Aristotle also continues on to say that we fear things “only if they appear not remote but so near as to be imminent.” (1382) This might make sense in the abstract but what about the fear of nuclear weapons, a terrorist biochemical attack, or China invading? Are these not real fears with particular objects that exist in people’s minds although they are remote? But perhaps Aristotle’s point is not that the thing we fear itself is imminent that makes us fear it, but rather the ability for it to be felt as such. Then again Aristotle continues to say “Of those we have wronged, and of our enemies or rivals, it is not the passionate and outspoken whom we have to fear, but the quiet, dissembling, unscrupulous; since we never know when they are upon us, we can never be sure they are at a safe distance.” [1382b] The element of not knowing whether something is to be feared or not is able to provoke fear itself. Is this fear? It has some elements of particularity in reference to a certain person and a certain act they might do, what makes it frightful is the uncertainty surrounding whether or not it will occur. Perhaps this is just an example of anxiety rather than fear? But where do we draw the line?

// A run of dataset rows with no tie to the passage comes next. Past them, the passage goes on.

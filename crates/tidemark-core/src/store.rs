use async_trait::async_trait;
use chrono::{DateTime, Utc};
use rand::Rng;
use serde::{Deserialize, Serialize};
use thiserror::Error;

use crate::event::{EventRow, EventType};
use crate::filter::EventFilter;
use crate::funnel::{FunnelStep, SavedFunnel};
use crate::time_range::ResolvedWindow;

/// Coarse prefilter a store may push down. A query passes rows matching any
/// criterion; the engines re-check exact step semantics themselves.
#[derive(Debug, Clone, PartialEq, Eq, Serialize, Deserialize)]
#[serde(tag = "type", rename_all = "snake_case")]
pub enum MatchCriteria {
    /// Any pageview; path patterns are evaluated by the engine.
    Page,
    Event { name: String },
}

impl MatchCriteria {
    pub fn admits(&self, row: &EventRow) -> bool {
        match self {
            MatchCriteria::Page => row.event_type == EventType::Pageview,
            MatchCriteria::Event { name } => {
                row.event_type == EventType::Event && row.event_name.as_deref() == Some(name.as_str())
            }
        }
    }
}

/// A session-ordered event fetch.
#[derive(Debug, Clone, PartialEq, Serialize, Deserialize)]
pub struct EventQuery {
    pub website_id: String,
    /// Inclusive; `None` means no lower bound.
    pub start: Option<DateTime<Utc>>,
    /// Exclusive.
    pub end: DateTime<Utc>,
    /// Empty means every event in the window.
    pub criteria: Vec<MatchCriteria>,
    pub filter: EventFilter,
    pub limit: Option<usize>,
}

impl EventQuery {
    pub fn for_window(website_id: &str, window: &ResolvedWindow, filter: &EventFilter) -> Self {
        Self {
            website_id: website_id.to_string(),
            start: window.start(),
            end: window.end(),
            criteria: Vec::new(),
            filter: filter.clone(),
            limit: None,
        }
    }

    pub fn with_criteria(mut self, criteria: Vec<MatchCriteria>) -> Self {
        self.criteria = criteria;
        self
    }

    pub fn with_limit(mut self, limit: usize) -> Self {
        self.limit = Some(limit);
        self
    }

    /// Window and criteria check shared by in-process stores.
    pub fn admits(&self, row: &EventRow) -> bool {
        if self.start.is_some_and(|start| row.created_at < start) || row.created_at >= self.end {
            return false;
        }
        self.criteria.is_empty() || self.criteria.iter().any(|c| c.admits(row))
    }
}

/// Name and steps of a funnel being created or replaced.
#[derive(Debug, Clone, PartialEq, Serialize, Deserialize)]
pub struct FunnelDraft {
    pub name: String,
    pub steps: Vec<FunnelStep>,
}

/// `fun_` followed by 21 random base-36 characters.
pub fn generate_funnel_id() -> String {
    let mut rng = rand::thread_rng();
    let chars: String = (0..21)
        .map(|_| {
            let idx = rng.gen_range(0..36u8);
            if idx < 10 {
                (b'0' + idx) as char
            } else {
                (b'a' + idx - 10) as char
            }
        })
        .collect();
    format!("fun_{chars}")
}

/// Persistence conflicts a [`FunnelStore`] reports through `anyhow`.
#[derive(Debug, Clone, PartialEq, Eq, Error)]
pub enum FunnelConflict {
    #[error("a funnel with this name already exists")]
    DuplicateName,
    #[error("funnel limit reached ({limit} per website)")]
    LimitExceeded { limit: usize },
}

/// Query executor consumed by the funnel and journey engines.
#[async_trait]
pub trait EventStore: Send + Sync + 'static {
    /// Rows in the window ordered by `(session_id, created_at, id)`.
    async fn query_events(&self, query: &EventQuery) -> anyhow::Result<Vec<EventRow>>;
}

/// Saved funnel persistence, scoped by website.
#[async_trait]
pub trait FunnelStore: Send + Sync + 'static {
    async fn list_funnels(&self, website_id: &str) -> anyhow::Result<Vec<SavedFunnel>>;

    async fn get_funnel(
        &self,
        website_id: &str,
        funnel_id: &str,
    ) -> anyhow::Result<Option<SavedFunnel>>;

    /// Fails with [`FunnelConflict`] on a duplicate name or when the website
    /// already holds `limit` funnels.
    async fn create_funnel(
        &self,
        website_id: &str,
        draft: &FunnelDraft,
        limit: usize,
    ) -> anyhow::Result<SavedFunnel>;

    /// `Ok(None)` when the funnel does not exist.
    async fn update_funnel(
        &self,
        website_id: &str,
        funnel_id: &str,
        draft: &FunnelDraft,
    ) -> anyhow::Result<Option<SavedFunnel>>;

    /// `Ok(false)` when nothing was deleted.
    async fn delete_funnel(&self, website_id: &str, funnel_id: &str) -> anyhow::Result<bool>;
}

#[cfg(test)]
mod tests {
    use chrono::{Duration, TimeZone};

    use super::*;
    use crate::event::Event;

    #[test]
    fn funnel_ids_are_prefixed_base36() {
        let id = generate_funnel_id();
        assert_eq!(id.len(), 25);
        let suffix = id.strip_prefix("fun_").expect("prefix");
        assert!(suffix
            .chars()
            .all(|c| c.is_ascii_digit() || c.is_ascii_lowercase()));
        assert_ne!(id, generate_funnel_id());
    }

    #[test]
    fn query_admits_rows_inside_the_half_open_window() {
        let start = Utc
            .with_ymd_and_hms(2024, 6, 1, 0, 0, 0)
            .single()
            .expect("valid instant");
        let query = EventQuery {
            website_id: "site_1".to_string(),
            start: Some(start),
            end: start + Duration::days(1),
            criteria: vec![MatchCriteria::Event {
                name: "signup".to_string(),
            }],
            filter: EventFilter::default(),
            limit: None,
        };
        let row = |event: Event| EventRow::from(&event);

        assert!(query.admits(&row(Event::custom("site_1", "s1", "v1", "signup", start))));
        assert!(!query.admits(&row(Event::custom(
            "site_1",
            "s1",
            "v1",
            "signup",
            start + Duration::days(1)
        ))));
        assert!(!query.admits(&row(Event::pageview("site_1", "s1", "v1", "/", start))));
        assert!(!query.admits(&row(Event::custom("site_1", "s1", "v1", "login", start))));
    }
}
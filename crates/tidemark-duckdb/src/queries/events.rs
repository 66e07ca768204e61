use anyhow::{anyhow, Result};
use chrono::{NaiveDateTime, TimeZone, Utc};

use tidemark_core::event::{EventRow, EventType};
use tidemark_core::filter::EventFilter;
use tidemark_core::store::{EventQuery, MatchCriteria};

use crate::backend::sql_timestamp;
use crate::DuckDbBackend;

fn push_param(
    sql: &mut String,
    clause: &str,
    value: &str,
    params: &mut Vec<Box<dyn duckdb::types::ToSql + Send>>,
    param_idx: &mut usize,
) {
    sql.push_str(&clause.replace("{}", &format!("?{}", *param_idx)));
    params.push(Box::new(value.to_string()));
    *param_idx += 1;
}

pub(crate) fn append_event_filters(
    filter: &EventFilter,
    filter_sql: &mut String,
    params: &mut Vec<Box<dyn duckdb::types::ToSql + Send>>,
    param_idx: &mut usize,
) {
    let exact = [
        ("e.country", &filter.country),
        ("e.referrer_domain", &filter.referrer),
        ("e.browser", &filter.browser),
        ("e.os", &filter.os),
        ("e.device_type", &filter.device),
        ("e.language", &filter.language),
        ("e.utm_source", &filter.utm_source),
        ("e.utm_medium", &filter.utm_medium),
        ("e.utm_campaign", &filter.utm_campaign),
    ];
    for (column, value) in exact {
        if let Some(value) = value {
            push_param(
                filter_sql,
                &format!(" AND {column} = {{}}"),
                value,
                params,
                param_idx,
            );
        }
    }
    if let Some(ref page) = filter.page {
        push_param(
            filter_sql,
            " AND position({} in e.url) > 0",
            page,
            params,
            param_idx,
        );
    }
    if let Some(ref hostname) = filter.hostname {
        push_param(
            filter_sql,
            " AND lower(regexp_extract(e.url, '^https?://([^/:?#]+)', 1)) = lower({})",
            hostname,
            params,
            param_idx,
        );
    }
}

/// Any-of prefilter over the step criteria. Empty criteria add nothing.
pub(crate) fn append_criteria(
    criteria: &[MatchCriteria],
    filter_sql: &mut String,
    params: &mut Vec<Box<dyn duckdb::types::ToSql + Send>>,
    param_idx: &mut usize,
) {
    if criteria.is_empty() {
        return;
    }
    let mut names = Vec::new();
    let mut any_page = false;
    for c in criteria {
        match c {
            MatchCriteria::Page => any_page = true,
            MatchCriteria::Event { name } => names.push(name.as_str()),
        }
    }

    let mut branches = Vec::new();
    if any_page {
        branches.push("e.event_type = 'pageview'".to_string());
    }
    if !names.is_empty() {
        let placeholders: Vec<String> = names
            .iter()
            .map(|name| {
                let placeholder = format!("?{}", *param_idx);
                params.push(Box::new(name.to_string()));
                *param_idx += 1;
                placeholder
            })
            .collect();
        branches.push(format!(
            "(e.event_type = 'event' AND e.event_name IN ({}))",
            placeholders.join(", ")
        ));
    }
    filter_sql.push_str(&format!(" AND ({})", branches.join(" OR ")));
}

pub(crate) fn parse_timestamp(raw: &str) -> Result<chrono::DateTime<Utc>> {
    let naive = NaiveDateTime::parse_from_str(raw, "%Y-%m-%d %H:%M:%S%.f")
        .or_else(|_| NaiveDateTime::parse_from_str(raw, "%Y-%m-%d %H:%M:%S"))
        .map_err(|_| anyhow!("invalid_datetime: {raw}"))?;
    Ok(Utc.from_utc_datetime(&naive))
}

pub(crate) fn build_events_query(
    query: &EventQuery,
) -> (String, Vec<Box<dyn duckdb::types::ToSql + Send>>) {
    let mut params: Vec<Box<dyn duckdb::types::ToSql + Send>> = vec![
        Box::new(query.website_id.clone()),
        Box::new(sql_timestamp(query.end)),
    ];
    let mut param_idx = 3;
    let mut filter_sql = String::new();

    if let Some(start) = query.start {
        push_param(
            &mut filter_sql,
            " AND e.created_at >= CAST({} AS TIMESTAMP)",
            &sql_timestamp(start),
            &mut params,
            &mut param_idx,
        );
    }
    append_criteria(&query.criteria, &mut filter_sql, &mut params, &mut param_idx);
    append_event_filters(&query.filter, &mut filter_sql, &mut params, &mut param_idx);

    let limit_sql = query
        .limit
        .map(|limit| format!("\n        LIMIT {limit}"))
        .unwrap_or_default();

    let sql = format!(
        r#"
        SELECT
            e.id,
            e.session_id,
            e.visitor_id,
            e.event_type,
            e.url,
            e.event_name,
            e.event_data,
            CAST(e.created_at AS VARCHAR)
        FROM events e
        WHERE e.website_id = ?1
          AND e.created_at < CAST(?2 AS TIMESTAMP)
          {filter_sql}
        ORDER BY e.session_id ASC, e.created_at ASC, e.id ASC{limit_sql}
        "#
    );
    (sql, params)
}

/// Session-ordered rows for the funnel and journey engines. Runs on the
/// blocking pool; the scan can be long for wide windows.
pub async fn query_events_inner(db: &DuckDbBackend, query: &EventQuery) -> Result<Vec<EventRow>> {
    let (sql, params) = build_events_query(query);
    let conn = db.conn.clone();

    tokio::task::spawn_blocking(move || -> Result<Vec<EventRow>> {
        let conn = conn.blocking_lock();
        let param_refs: Vec<&dyn duckdb::types::ToSql> =
            params.iter().map(|p| p.as_ref() as &dyn duckdb::types::ToSql).collect();
        let mut stmt = conn.prepare(&sql)?;
        let rows = stmt.query_map(param_refs.as_slice(), |row| {
            Ok((
                row.get::<_, String>(0)?,
                row.get::<_, String>(1)?,
                row.get::<_, String>(2)?,
                row.get::<_, String>(3)?,
                row.get::<_, String>(4)?,
                row.get::<_, Option<String>>(5)?,
                row.get::<_, Option<String>>(6)?,
                row.get::<_, String>(7)?,
            ))
        })?;

        let mut out = Vec::new();
        for row in rows {
            let (id, session_id, visitor_id, event_type, url, event_name, event_data, created_at) =
                row?;
            out.push(EventRow {
                id,
                session_id,
                visitor_id,
                event_type: EventType::parse(&event_type)?,
                url,
                event_name,
                event_data,
                created_at: parse_timestamp(&created_at)?,
            });
        }
        Ok(out)
    })
    .await
    .map_err(|e| anyhow!("event query task failed: {e}"))?
}
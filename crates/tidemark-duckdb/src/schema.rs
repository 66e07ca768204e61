/// DuckDB initialization SQL.
///
/// Executed once at open time via `Connection::execute_batch`. Every statement
/// uses `IF NOT EXISTS`, so re-running on each startup is safe.
///
/// `memory_limit` comes from `Config.duckdb_memory_limit`
/// (env `TIDEMARK_DUCKDB_MEMORY`, default `"1GB"`). Always set an explicit
/// limit: DuckDB otherwise claims 80% of system RAM.
pub fn init_sql(memory_limit: &str) -> String {
    format!(
        r#"SET memory_limit = '{memory_limit}';
SET threads = 2;

-- ===========================================
-- EVENTS
-- ===========================================
CREATE TABLE IF NOT EXISTS events (
    id              VARCHAR PRIMARY KEY,
    website_id      VARCHAR NOT NULL,
    session_id      VARCHAR NOT NULL,
    visitor_id      VARCHAR NOT NULL,
    event_type      VARCHAR NOT NULL,              -- 'pageview' | 'event'
    url             VARCHAR NOT NULL,
    referrer_domain VARCHAR,
    event_name      VARCHAR,
    event_data      VARCHAR,                       -- JSON object of custom properties

    country         VARCHAR,
    browser         VARCHAR,
    os              VARCHAR,
    device_type     VARCHAR,                       -- 'desktop' | 'mobile' | 'tablet'
    language        VARCHAR,

    utm_source      VARCHAR,
    utm_medium      VARCHAR,
    utm_campaign    VARCHAR,

    created_at      TIMESTAMP NOT NULL             -- UTC
);

-- Primary query pattern: website + time window
CREATE INDEX IF NOT EXISTS idx_events_website_time
    ON events(website_id, created_at);

-- Session-ordered streams for funnels and journeys
CREATE INDEX IF NOT EXISTS idx_events_website_session_time
    ON events(website_id, session_id, created_at);

-- Event-step prefilter
CREATE INDEX IF NOT EXISTS idx_events_name_date
    ON events(website_id, event_type, event_name, created_at);

-- ===========================================
-- FUNNELS
-- ===========================================
CREATE TABLE IF NOT EXISTS funnels (
    id              VARCHAR PRIMARY KEY,           -- 'fun_' + 21 base-36 chars
    website_id      VARCHAR NOT NULL,
    name            VARCHAR NOT NULL,
    created_at      TIMESTAMP NOT NULL DEFAULT CURRENT_TIMESTAMP,
    updated_at      TIMESTAMP NOT NULL DEFAULT CURRENT_TIMESTAMP
);
CREATE INDEX IF NOT EXISTS idx_funnels_website
    ON funnels(website_id);
CREATE UNIQUE INDEX IF NOT EXISTS idx_funnels_website_name
    ON funnels(website_id, name);

CREATE TABLE IF NOT EXISTS funnel_steps (
    id              VARCHAR PRIMARY KEY,
    funnel_id       VARCHAR NOT NULL,
    step_order      INTEGER NOT NULL,              -- 1-based
    step_type       VARCHAR NOT NULL,              -- 'page' | 'event'
    match_value     VARCHAR NOT NULL,
    name            VARCHAR,
    property_key    VARCHAR,
    property_value  VARCHAR,
    created_at      TIMESTAMP NOT NULL DEFAULT CURRENT_TIMESTAMP
);
CREATE INDEX IF NOT EXISTS idx_funnel_steps_funnel_order
    ON funnel_steps(funnel_id, step_order);
"#
    )
}
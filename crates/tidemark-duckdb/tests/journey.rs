use std::sync::Arc;

use chrono::{DateTime, NaiveDate, TimeZone, Utc};
use chrono_tz::Tz;

use tidemark_core::config::Config;
use tidemark_core::filter::EventFilter;
use tidemark_core::journey::JourneyAggregator;
use tidemark_core::time_range::{resolve_at, TimeSpec};
use tidemark_duckdb::DuckDbBackend;

fn now() -> DateTime<Utc> {
    Utc.with_ymd_and_hms(2025, 1, 15, 12, 0, 0)
        .single()
        .expect("valid instant")
}

fn june_first() -> TimeSpec {
    TimeSpec::Day {
        date: NaiveDate::from_ymd_opt(2024, 6, 1).expect("valid date"),
    }
}

#[allow(clippy::too_many_arguments)]
async fn insert_event(
    db: &DuckDbBackend,
    event_id: &str,
    session_id: &str,
    event_type: &str,
    url: &str,
    event_name: Option<&str>,
    country: &str,
    created_at: &str,
) {
    let conn = db.conn_for_test().await;
    conn.execute(
        r#"
        INSERT INTO events (
            id, website_id, session_id, visitor_id, event_type, url,
            referrer_domain, event_name, event_data, country,
            browser, os, device_type, language,
            utm_source, utm_medium, utm_campaign, created_at
        ) VALUES (
            ?1, 'site_1', ?2, ?3, ?4, ?5,
            NULL, ?6, NULL, ?7,
            'Chrome', 'macOS', 'desktop', 'en-US',
            NULL, NULL, NULL, CAST(?8 AS TIMESTAMP)
        )
        "#,
        tidemark_duckdb::duckdb::params![
            event_id,
            session_id,
            format!("visitor_{session_id}"),
            event_type,
            url,
            event_name,
            country,
            created_at
        ],
    )
    .expect("insert event");
}

#[tokio::test]
async fn journeys_rank_paths_from_duckdb_rows() {
    let db = Arc::new(DuckDbBackend::open_in_memory().expect("db"));
    for i in 0..400 {
        let session = format!("s{i:03}");
        let next = if i % 4 == 3 { "/docs/" } else { "/Pricing?plan=pro" };
        let minute = i % 60;
        insert_event(
            &db,
            &format!("{session}_a"),
            &session,
            "pageview",
            "/",
            None,
            "US",
            &format!("2024-06-01 10:{minute:02}:00"),
        )
        .await;
        insert_event(
            &db,
            &format!("{session}_b"),
            &session,
            "pageview",
            next,
            None,
            "US",
            &format!("2024-06-01 10:{minute:02}:30"),
        )
        .await;
    }

    let window = resolve_at(&june_first(), Tz::UTC, now()).expect("window");
    let journeys = JourneyAggregator::new(db, &Config::default());
    let paths = journeys
        .aggregate("site_1", &window, 2, 10, &EventFilter::default())
        .await
        .expect("aggregate");

    let summary: Vec<(Vec<String>, u64, f64)> = paths
        .into_iter()
        .map(|j| (j.path, j.count, j.percentage))
        .collect();
    assert_eq!(
        summary,
        vec![
            (vec!["/".to_string(), "/pricing".to_string()], 300, 75.0),
            (vec!["/".to_string(), "/docs".to_string()], 100, 25.0),
        ]
    );
}

#[tokio::test]
async fn journeys_mix_pages_and_custom_events() {
    let db = Arc::new(DuckDbBackend::open_in_memory().expect("db"));
    insert_event(&db, "e1", "s1", "pageview", "/", None, "US", "2024-06-01 09:00:00").await;
    insert_event(&db, "e2", "s1", "event", "", Some("cta_click"), "US", "2024-06-01 09:00:10").await;
    insert_event(&db, "e3", "s1", "pageview", "/signup", None, "US", "2024-06-01 09:00:20").await;
    insert_event(&db, "e4", "s2", "pageview", "/", None, "DE", "2024-06-01 09:05:00").await;
    insert_event(&db, "e5", "s2", "pageview", "/about", None, "DE", "2024-06-01 09:05:10").await;
    // Single-step session never forms a path.
    insert_event(&db, "e6", "s3", "pageview", "/", None, "US", "2024-06-01 09:06:00").await;

    let window = resolve_at(&june_first(), Tz::UTC, now()).expect("window");
    let journeys = JourneyAggregator::new(db, &Config::default());

    let paths = journeys
        .aggregate("site_1", &window, 2, 10, &EventFilter::default())
        .await
        .expect("aggregate");
    assert_eq!(paths.len(), 2);
    assert_eq!(paths[0].path, vec!["/", "cta_click"]);
    assert_eq!(paths[1].path, vec!["/", "/about"]);
    assert_eq!(paths[0].percentage, 50.0);

    let filter = EventFilter {
        country: Some("DE".to_string()),
        ..Default::default()
    };
    let german = journeys
        .aggregate("site_1", &window, 2, 10, &filter)
        .await
        .expect("aggregate");
    assert_eq!(german.len(), 1);
    assert_eq!(german[0].path, vec!["/", "/about"]);
    assert_eq!(german[0].percentage, 100.0);

    let longer = journeys
        .aggregate("site_1", &window, 3, 10, &EventFilter::default())
        .await
        .expect("aggregate");
    assert_eq!(longer.len(), 1);
    assert_eq!(longer[0].path, vec!["/", "cta_click", "/signup"]);
}

#[tokio::test]
async fn all_time_window_has_no_previous_period() {
    let db = Arc::new(DuckDbBackend::open_in_memory().expect("db"));
    insert_event(&db, "e1", "s1", "pageview", "/", None, "US", "2019-03-01 09:00:00").await;
    insert_event(&db, "e2", "s1", "pageview", "/blog", None, "US", "2019-03-01 09:01:00").await;

    let window = resolve_at(&TimeSpec::AllTime, Tz::UTC, now()).expect("window");
    let journeys = JourneyAggregator::new(db, &Config::default());
    let compared = journeys
        .aggregate_with_previous("site_1", &window, 2, 5, &EventFilter::default())
        .await;
    let current = compared.current.expect("current");
    assert_eq!(current.len(), 1);
    assert_eq!(current[0].count, 1);
    assert!(compared.previous.is_none());
}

This inability to distinguish where certain feelings begin and others end points to a larger criticism I have of Aristotle in Book II. He posits emotions such as fear and confidence and friendliness and enmity etc.. as directly opposing one another. But not just are the emotions antithetical to one another such as anger and calm, he claims that they are mutually exclusive. I would contend that there is no such thing as being within a pure state of an emotion. Or that emotions are even a state as such. Rather they are always mixed, always flowing into and out of one another. The OED’s definition of emotion includes ‘a moving out or migration.’ Emotions are not something which are possessed one second and dispensed with another but occur as processual encounters and with varying intensities.
Aristotle writes [in reference to fear ] “People do not believe this when they are, or think they are, in the midst of great prosperity” [1383a] Yet when people are feeling pleasure from their prosperity do they not also develop a sense of paranoia and fear that someone will try to take them down a notch? Sometimes we want to feel angry at a person, not because they represent a real threat to us but because we gain a sense of pleasure out of it. Yet Aristotle writes of anger as necessarily painful. It seems difficult to reconcile these inconsistencies.